Imbalanced Data Handling Comparison

  1. Load a highly imbalanced dataset (e.g., using make_classification with severe imbalance)
  2. Compare performance of LogisticRegression with different imbalance handling strategies:
  3. No handling (baseline)
  4. Class weighting
  5. SMOTE oversampling
  6. Random undersampling
  7. Evaluate using precision, recall, F1-score, and AUC-PR
  8. Plot precision-recall curves for all strategies
  9. Analyze the confusion matrices and discuss trade-offs

Expected Outcome: You'll understand how different techniques affect model behavior on minority classes and learn to choose appropriate strategies based on business requirements.


Builder's Insight

Imbalanced data handling is where machine learning meets real-world constraints. The "perfect" model that ignores business costs is worthless in production.

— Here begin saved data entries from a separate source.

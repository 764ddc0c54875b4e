use serde::{Deserialize, Serialize};

use crate::models::QuizQuestion;

/// Step-1 metadata of the course being authored. Empty strings are valid
/// placeholders everywhere; nothing here is validated until publish.
#[derive(Debug, Clone, PartialEq, Serialize, Deserialize)]
#[serde(rename_all = "camelCase")]
pub struct Basics {
    pub course_name: String,
    pub board: String,
    /// Class or level within the board (e.g. "10", "UG").
    pub klass: String,
    pub subject: String,
    #[serde(default)]
    pub language: String,
    /// Difficulty, e.g. "Beginner".
    #[serde(default)]
    pub level: String,
    #[serde(default)]
    pub outcome_bullets: Vec<String>,
    #[serde(default)]
    pub requirements: Vec<String>,
    #[serde(default)]
    pub tags: Vec<String>,
    #[serde(default, skip_serializing_if = "Option::is_none")]
    pub syllabus_ref: Option<String>,
    #[serde(default, skip_serializing_if = "Option::is_none")]
    pub demo_url: Option<String>,
}

impl Basics {
    pub fn starter() -> Self {
        Self {
            course_name: String::new(),
            board: String::new(),
            klass: String::new(),
            subject: String::new(),
            language: "EN".to_string(),
            level: String::new(),
            outcome_bullets: vec![String::new()],
            requirements: vec![String::new()],
            tags: Vec::new(),
            syllabus_ref: None,
            demo_url: None,
        }
    }
}

#[derive(Debug, Clone, PartialEq, Serialize, Deserialize)]
#[serde(rename_all = "camelCase")]
pub struct Pricing {
    pub price: f64,
    #[serde(default, skip_serializing_if = "Option::is_none")]
    pub estimated_price: Option<f64>,
}

impl Default for Pricing {
    fn default() -> Self {
        Self {
            price: 0.0,
            estimated_price: None,
        }
    }
}

#[derive(Debug, Clone, Copy, PartialEq, Eq, Serialize, Deserialize)]
#[serde(rename_all = "lowercase")]
pub enum ResourceKind {
    Document,
    Image,
    Link,
}

impl ResourceKind {
    pub fn from_mime(mime: &str) -> Self {
        if mime.starts_with("image/") {
            ResourceKind::Image
        } else {
            ResourceKind::Document
        }
    }
}

#[derive(Debug, Clone, PartialEq, Serialize, Deserialize)]
pub struct Resource {
    pub title: String,
    #[serde(rename = "type")]
    pub kind: ResourceKind,
    pub url: String,
}

/// Provider-issued video identifier. `Pending` is the sentinel written when an
/// upload completed but neither response carried an id; it is never playable.
#[derive(Debug, Clone, PartialEq, Eq, Serialize, Deserialize)]
#[serde(from = "String", into = "String")]
pub enum VideoRef {
    Pending,
    Resolved(String),
}

pub const PENDING_VIDEO_REF: &str = "PENDING";

impl VideoRef {
    pub fn is_resolved(&self) -> bool {
        matches!(self, VideoRef::Resolved(_))
    }
}

impl From<String> for VideoRef {
    fn from(value: String) -> Self {
        if value == PENDING_VIDEO_REF {
            VideoRef::Pending
        } else {
            VideoRef::Resolved(value)
        }
    }
}

impl From<VideoRef> for String {
    fn from(value: VideoRef) -> Self {
        match value {
            VideoRef::Pending => PENDING_VIDEO_REF.to_string(),
            VideoRef::Resolved(id) => id,
        }
    }
}

#[derive(Debug, Clone, PartialEq, Serialize, Deserialize)]
#[serde(rename_all = "camelCase")]
pub struct Lecture {
    pub title: String,
    #[serde(default, skip_serializing_if = "Option::is_none")]
    pub description: Option<String>,
    #[serde(default, rename = "videoId", skip_serializing_if = "Option::is_none")]
    pub video: Option<VideoRef>,
    #[serde(default, skip_serializing_if = "Option::is_none")]
    pub notes: Option<String>,
    #[serde(default, skip_serializing_if = "Vec::is_empty")]
    pub resources: Vec<Resource>,
    #[serde(default, skip_serializing_if = "Vec::is_empty")]
    pub quiz: Vec<QuizQuestion>,
    #[serde(default)]
    pub is_free_preview: bool,
    #[serde(default)]
    pub allow_doubts: bool,
    #[serde(default, skip_serializing_if = "Option::is_none")]
    pub duration_sec: Option<u32>,
}

impl Lecture {
    pub fn titled(title: impl Into<String>) -> Self {
        Self {
            title: title.into(),
            description: Some(String::new()),
            video: None,
            notes: None,
            resources: Vec::new(),
            quiz: Vec::new(),
            is_free_preview: false,
            allow_doubts: false,
            duration_sec: None,
        }
    }

    pub fn has_resolved_video(&self) -> bool {
        self.video.as_ref().is_some_and(VideoRef::is_resolved)
    }
}

#[derive(Debug, Clone, PartialEq, Serialize, Deserialize)]
#[serde(rename_all = "camelCase")]
pub struct Section {
    pub title: String,
    #[serde(default, skip_serializing_if = "Option::is_none")]
    pub notes: Option<String>,
    #[serde(default, skip_serializing_if = "Vec::is_empty")]
    pub resources: Vec<Resource>,
    #[serde(default, skip_serializing_if = "Vec::is_empty")]
    pub quiz: Vec<QuizQuestion>,
    #[serde(default)]
    pub allow_doubts: bool,
    #[serde(default)]
    pub lectures: Vec<Lecture>,
}

impl Section {
    pub fn titled(title: impl Into<String>) -> Self {
        Self {
            title: title.into(),
            notes: None,
            resources: Vec::new(),
            quiz: Vec::new(),
            allow_doubts: false,
            lectures: Vec::new(),
        }
    }
}

#[derive(Debug, Clone, Copy, PartialEq, Eq, Serialize, Deserialize)]
#[serde(rename_all = "SCREAMING_SNAKE_CASE")]
pub enum CourseStatus {
    Draft,
    Published,
}

/// The triple written to durable draft storage. Exactly these three fields;
/// session state like the wizard step or the publish status never persists.
#[derive(Debug, Clone, PartialEq, Serialize, Deserialize)]
pub struct DraftRecord {
    pub basics: Basics,
    pub sections: Vec<Section>,
    pub pricing: Pricing,
}

impl DraftRecord {
    /// Seed document for a brand-new session: one section with one lecture.
    pub fn starter() -> Self {
        let mut section = Section::titled("Section 1");
        section.lectures.push(Lecture::titled("Lecture 1"));
        Self {
            basics: Basics::starter(),
            sections: vec![section],
            pricing: Pricing::default(),
        }
    }
}

/// Full serialized draft sent to the platform on save or publish.
#[derive(Debug, Clone, PartialEq, Serialize, Deserialize)]
pub struct CoursePayload {
    pub basics: Basics,
    pub sections: Vec<Section>,
    pub pricing: Pricing,
    pub status: CourseStatus,
}
pub mod session;
pub mod uploads;

pub use session::{AuthoringSession, WizardStep};
pub use uploads::{LecturePath, ResourceUploader, UploadTracker, VideoUploader};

Remember: Your model's success isn't measured by accuracy alone, but by its ability to find what matters—the rare events that drive business value. Understanding imbalance forces you to think deeply about what you're really trying to predict and why it matters.

As you tackle more complex problems, imbalance handling becomes part of your modeling toolkit. The key insight: different applications demand different trade-offs between precision and recall. Master this, and you'll build models that actually solve real problems.